Egal, zurück in die Schule. Der Beitrag im Heute-Journal wäre überzeugender gewesen, wenn auch Lehrerinnen und Lehrer, die der Digitalisierung distanzierter gegenüberstehen und die nicht pauschal als lernunfähig oder lernunwillig in die Ecke gestellt werden, zu Wort gekommen wären. Vielleicht wäre dann deutlich geworden, dass die ganzheitlichen Konzepte keine Erfindung der Digitalzeit sind, denn das bewegungsunterstütze Lernen hat ganz bestimmt nichts mit Computern zu tun. Vielleicht wäre dann deutlich geworden, dass im Biologieunterricht kein Internet den Gang in den Wald ersetzen kann, dorthin, wo man mit analogen Methoden dem Gegenstand zu Leibe rückt. Und vielleicht wäre deutlich geworden, dass der Spaß am digitalen Lernen vor allem auf Sekundärmotivation beruht, so wie die Hersteller von Schreibgeräten auf quietschbunte Stifte setzen, damit sie gerne von Kindern in die Hand genommen werden. Pink macht sich gut.
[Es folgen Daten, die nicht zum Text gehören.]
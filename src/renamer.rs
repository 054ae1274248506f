//! Renamer
//!
//! Module-scope bindings of different modules share one scope once they
//! are concatenated into a chunk. The renamer gives every symbol that is
//! declared in the output a name that is unique across that scope:
//! - symbols claim names in chunk evaluation order, so the first module to
//!   use `x` keeps it and later ones get `x2`, `x3`, ...
//! - reserved words, helper names, globals the code reads and names bound
//!   in nested scopes of live code are never claimed, so no rename can
//!   capture or shadow a reference
//!
//! With code splitting, one renamer covers every chunk so that a symbol
//! has the same name in the chunk that exports it and in every chunk that
//! imports it.

use crate::ast::RESERVED_WORDS;
use crate::chunks::ChunkGraph;
use crate::exports::Binding;
use crate::linker::LinkedGraph;
use crate::module_graph::ModuleGraph;
use crate::runtime::helper_names;
use crate::symbols::{SymbolId, SymbolKind};
use once_cell::sync::Lazy;
use rustc_hash::{FxHashMap, FxHashSet};
use tracing::trace;

/// Free names a wrapped CommonJS closure receives or reads.
const MODULE_GLOBALS: &[&str] = &["exports", "module", "require"];

/// Names no symbol may take in any chunk.
static ALWAYS_RESERVED: Lazy<FxHashSet<String>> = Lazy::new(|| {
    RESERVED_WORDS
        .iter()
        .chain(MODULE_GLOBALS)
        .copied()
        .chain(helper_names())
        .map(str::to_string)
        .collect()
});

/// Final output names.
#[derive(Clone, Debug, Default)]
pub struct Names {
    names: FxHashMap<SymbolId, String>,
}

impl Names {
    pub fn get(&self, symbol: SymbolId) -> Option<&str> {
        self.names.get(&symbol).map(String::as_str)
    }

    pub fn len(&self) -> usize {
        self.names.len()
    }

    pub fn is_empty(&self) -> bool {
        self.names.is_empty()
    }
}

struct Renamer<'a> {
    linked: &'a LinkedGraph,
    reserved: FxHashSet<String>,
    taken: FxHashSet<String>,
    names: FxHashMap<SymbolId, String>,
}

impl Renamer<'_> {
    fn claim(&mut self, symbol: SymbolId) {
        if self.names.contains_key(&symbol) {
            return;
        }
        let base = self.linked.symbols.base(symbol);
        let mut name = base.to_string();
        let mut counter = 2;
        while self.reserved.contains(&name) || self.taken.contains(&name) {
            name = format!("{}{}", base, counter);
            counter += 1;
        }
        trace!(symbol = symbol.0, name = %name, "name claimed");
        self.taken.insert(name.clone());
        self.names.insert(symbol, name);
    }
}

/// Assign names for the code of `chunks`, which share one scope.
pub fn assign_names(
    graph: &ModuleGraph,
    linked: &LinkedGraph,
    chunk_graph: &ChunkGraph,
    chunks: &[usize],
) -> Names {
    let mut reserved = ALWAYS_RESERVED.clone();
    for &index in chunks {
        let live = chunk_graph.live(index);
        for &module in &chunk_graph.chunks[index].modules {
            let module = graph.module(module);
            reserved.extend(module.analysis.unbound.iter().cloned());
            for part in live.live_parts(module.id) {
                reserved.extend(module.parts[part as usize].refs.nested.iter().cloned());
            }
        }
    }

    let mut renamer = Renamer {
        linked,
        reserved,
        taken: FxHashSet::default(),
        names: FxHashMap::default(),
    };
    for &index in chunks {
        let chunk = &chunk_graph.chunks[index];
        let live = chunk_graph.live(index);
        for symbols in chunk.imports.values() {
            for &symbol in symbols {
                renamer.claim(symbol);
            }
        }
        for &module in &chunk.modules {
            if live.is_namespace_live(module)
                && let Some(namespace) = linked.symbols.namespace(module)
            {
                renamer.claim(namespace);
            }
            if let Some(wrapper) = linked.symbols.wrapper(module)
                && live.is_symbol_live(wrapper)
            {
                renamer.claim(wrapper);
            }
            for part in live.live_parts(module) {
                for &symbol in linked.symbols.part_symbols(module, part) {
                    let declared = match linked.symbols.symbol(symbol).kind {
                        SymbolKind::Value | SymbolKind::Interop => true,
                        // Imports resolved elsewhere are never declared.
                        SymbolKind::Import => linked.binding(symbol) == Binding::Symbol(symbol),
                        SymbolKind::Namespace | SymbolKind::Wrapper => false,
                    };
                    if declared {
                        renamer.claim(symbol);
                    }
                }
            }
        }
        if let Some(entry) = chunk.entry() {
            let mut temps: Vec<(&String, SymbolId)> = linked
                .export_temps
                .iter()
                .filter(|((module, _), _)| *module == entry)
                .map(|((_, name), &symbol)| (name, symbol))
                .collect();
            temps.sort();
            for (_, symbol) in temps {
                renamer.claim(symbol);
            }
        }
    }
    Names {
        names: renamer.names,
    }
}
Echte und letztlich nachhaltige, erfolgreiche Motivation basiert auf dem Interesse an der Sache selbst, und dabei spielt die digitale Ausstattung eine lächerlich nebensächliche Rolle. Und nachhaltige Bildung wird dort erzielt, wo vor allem die unmittelbaren menschlichen Beziehungen in Ordnung sind. Ein digitales Provisorium als endgültige Lösung zu kultivieren, ist mehr als fragwürdig.
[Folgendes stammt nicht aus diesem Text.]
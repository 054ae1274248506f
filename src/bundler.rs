//! Build driver.
//!
//! [`Bundler::build`] runs the whole pipeline for one set of options:
//! graph building, linking, tree shaking, chunking, output generation and
//! the `on_chunk` plugin hooks. Every phase collects diagnostics instead of
//! stopping at the first problem; the build fails after the phase that
//! produced errors, and never hands back output once an error exists.

use crate::chunks::build_chunks;
use crate::config::{BuildOptions, Format};
use crate::diagnostics::{Diagnostic, DiagnosticBag, ErrorKind, codes};
use crate::fs::FileSystem;
use crate::linker::link;
use crate::loaders::ModuleParser;
use crate::metafile::{Metafile, build_metafile};
use crate::module_graph::GraphBuilder;
use crate::module_resolver::{ModuleResolver, ResolverOptions};
use crate::output::{OutputFile, OutputKind, generate};
use crate::plugins::{ChunkArgs, Plugin, hook_failure};
use crate::span::Span;
use crate::transforms::DefineTable;
use crate::tree_shaking::{check_top_level_await, shake_entries};
use anyhow::{Context, Result};
use std::fmt;
use std::path::{Path, PathBuf};
use std::sync::Arc;
use std::time::Instant;
use tracing::{info, info_span, warn};

/// Everything a successful build produced.
#[derive(Debug)]
pub struct BuildResult {
    pub outputs: Vec<OutputFile>,
    /// Advisories, sorted by file and position
    pub warnings: Vec<Diagnostic>,
    pub metafile: Option<Metafile>,
    /// Absolute output directory
    pub outdir: PathBuf,
}

impl BuildResult {
    pub fn output(&self, path: &str) -> Option<&OutputFile> {
        self.outputs.iter().find(|output| output.path == path)
    }

    pub fn output_text(&self, path: &str) -> Option<&str> {
        self.output(path).and_then(OutputFile::text)
    }

    /// Write every output file below [`BuildResult::outdir`], creating
    /// directories as needed. Returns the written paths.
    pub fn write(&self) -> Result<Vec<PathBuf>> {
        self.write_to(&self.outdir)
    }

    pub fn write_to(&self, outdir: &Path) -> Result<Vec<PathBuf>> {
        let mut written = Vec::with_capacity(self.outputs.len());
        for output in &self.outputs {
            let path = outdir.join(&output.path);
            if let Some(parent) = path.parent() {
                std::fs::create_dir_all(parent)
                    .with_context(|| format!("could not create {}", parent.display()))?;
            }
            std::fs::write(&path, &output.contents)
                .with_context(|| format!("could not write {}", path.display()))?;
            written.push(path);
        }
        Ok(written)
    }
}

/// A failed build: every error, plus the advisories raised before it failed.
#[derive(Debug)]
pub struct BuildFailure {
    pub errors: Vec<Diagnostic>,
    pub warnings: Vec<Diagnostic>,
}

impl BuildFailure {
    fn from_bag(bag: DiagnosticBag) -> Self {
        let (errors, warnings) = bag.into_sorted().into_iter().partition(Diagnostic::is_error);
        BuildFailure { errors, warnings }
    }

    pub fn has_code(&self, code: u32) -> bool {
        self.errors.iter().any(|error| error.code == code)
    }
}

impl fmt::Display for BuildFailure {
    fn fmt(&self, f: &mut fmt::Formatter<'_>) -> fmt::Result {
        for error in &self.errors {
            writeln!(f, "{}", error)?;
        }
        write!(
            f,
            "build failed with {} error{}",
            self.errors.len(),
            if self.errors.len() == 1 { "" } else { "s" }
        )
    }
}

impl std::error::Error for BuildFailure {}

pub struct Bundler {
    options: BuildOptions,
    fs: Arc<dyn FileSystem>,
    parser: Arc<dyn ModuleParser>,
    plugins: Vec<Arc<dyn Plugin>>,
}

impl Bundler {
    pub fn new(options: BuildOptions, fs: Arc<dyn FileSystem>, parser: Arc<dyn ModuleParser>) -> Self {
        Bundler {
            options,
            fs,
            parser,
            plugins: Vec::new(),
        }
    }

    pub fn with_plugin(mut self, plugin: Arc<dyn Plugin>) -> Self {
        self.plugins.push(plugin);
        self
    }

    pub fn options(&self) -> &BuildOptions {
        &self.options
    }

    pub fn build(&self) -> Result<BuildResult, BuildFailure> {
        let options = &self.options;
        let _span = info_span!("build", entries = options.entry_points.len()).entered();
        let start = Instant::now();
        let mut diagnostics = DiagnosticBag::new();

        if options.splitting && options.format != Format::Esm {
            diagnostics.error(
                ErrorKind::FormatCompatibility,
                "",
                Span::dummy(),
                format!(
                    "Splitting currently only works with the \"esm\" format, not \"{}\"",
                    options.format.name()
                ),
                codes::SPLITTING_REQUIRES_ESM,
            );
            return Err(BuildFailure::from_bag(diagnostics));
        }
        let setup = options.validate().and_then(|()| {
            let resolver = ModuleResolver::new(
                self.fs.clone(),
                ResolverOptions::from_build_options(options),
            )?;
            let define = DefineTable::parse(&options.define)?;
            Ok((resolver, define))
        });
        let (resolver, define) = match setup {
            Ok(setup) => setup,
            Err(err) => {
                diagnostics.error(
                    ErrorKind::Config,
                    "",
                    Span::dummy(),
                    format!("{:#}", err),
                    codes::INVALID_CONFIG,
                );
                return Err(BuildFailure::from_bag(diagnostics));
            }
        };

        let (graph, graph_diagnostics) = GraphBuilder::new(
            options,
            self.fs.clone(),
            self.parser.as_ref(),
            &self.plugins,
            resolver,
            define,
        )
        .build();
        diagnostics.extend(graph_diagnostics);
        if diagnostics.has_errors() {
            return Err(BuildFailure::from_bag(diagnostics));
        }

        let (linked, link_diagnostics) = link(&graph, options);
        diagnostics.extend(link_diagnostics);
        if diagnostics.has_errors() {
            return Err(BuildFailure::from_bag(diagnostics));
        }

        let liveness = shake_entries(&graph, &linked, options.format, options.splitting);
        for live in &liveness {
            check_top_level_await(&graph, live, options.format, &mut diagnostics);
        }
        if diagnostics.has_errors() {
            return Err(BuildFailure::from_bag(diagnostics));
        }

        let chunk_graph = build_chunks(&graph, &linked, liveness, options.splitting);
        let (mut outputs, output_diagnostics) = generate(&graph, &linked, &chunk_graph, options);
        diagnostics.extend(output_diagnostics);

        self.run_chunk_hooks(&mut outputs, &mut diagnostics);
        if diagnostics.has_errors() {
            return Err(BuildFailure::from_bag(diagnostics));
        }

        let metafile = options
            .metafile
            .then(|| build_metafile(&graph, &outputs, options));
        let warnings = diagnostics.into_sorted();
        for warning in &warnings {
            warn!(code = warning.code, file = %warning.file_name, "{}", warning.message);
        }
        info!(
            modules = graph.len(),
            outputs = outputs.len(),
            warnings = warnings.len(),
            elapsed_ms = start.elapsed().as_millis() as u64,
            "build complete"
        );
        Ok(BuildResult {
            outputs,
            warnings,
            metafile,
            outdir: options.absolute_outdir(),
        })
    }

    /// Let plugins edit the text of every generated chunk. Assets pass
    /// through untouched.
    fn run_chunk_hooks(&self, outputs: &mut [OutputFile], diagnostics: &mut DiagnosticBag) {
        if self.plugins.is_empty() {
            return;
        }
        for output in outputs.iter_mut() {
            if output.kind == OutputKind::Asset {
                continue;
            }
            let Ok(mut text) = String::from_utf8(std::mem::take(&mut output.contents)) else {
                continue;
            };
            for plugin in &self.plugins {
                let mut args = ChunkArgs {
                    path: Path::new(&output.path),
                    contents: &mut text,
                };
                if let Err(err) = plugin.on_chunk(&mut args) {
                    diagnostics.add(hook_failure(plugin.as_ref(), "on_chunk", &output.path, &err));
                }
            }
            output.contents = text.into_bytes();
        }
    }
}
Aber kann Frau Slomka das überhaupt einordnen? Schließlich ist sie eine Medienspezialisten und keine ausgebildete Pädagogin (falls doch, bitte ich in aller Form um Entschuldigung). Sie ist überaus erfolgreich, wenn es darum geht, „Zugeschaltete“ in die Enge zu treiben. Auch dieses scheint typisch für Corona-Zeiten zu sein: Viele Schuster haben Probleme, bei ihren Leisten zu bleiben, und wenn’s um Digitales geht, scheint jeder in allen Belangen mitreden zu können, zu dürfen, zu müssen (wegen Verantwortung für das Allgemeinwohl und so). Kein Wunder, schließlich vibriert in jedermanns Hosen- oder Handtasche ständig das smarte, zweite Ich.
Damit ich nicht missverstanden werde: Natürlich gehören die digitalen Strukturen in den Lehrplan der Schulen, und natürlich kann es sinnvoll sein, ab einem bestimmten Alter auch (!) mit digitalen Endgeräten zu arbeiten und damit die Methodik des Unterrichtsgeschehens zu erweitern. Alles ok, aber die Corona-Krise zum Anlass zu nehmen, um die Digitalisierung der Schulen zu einer existentiellen Frage hochzuschaukeln, das ist einfach nur unsachgemäß, um nicht zu sagen: blöd.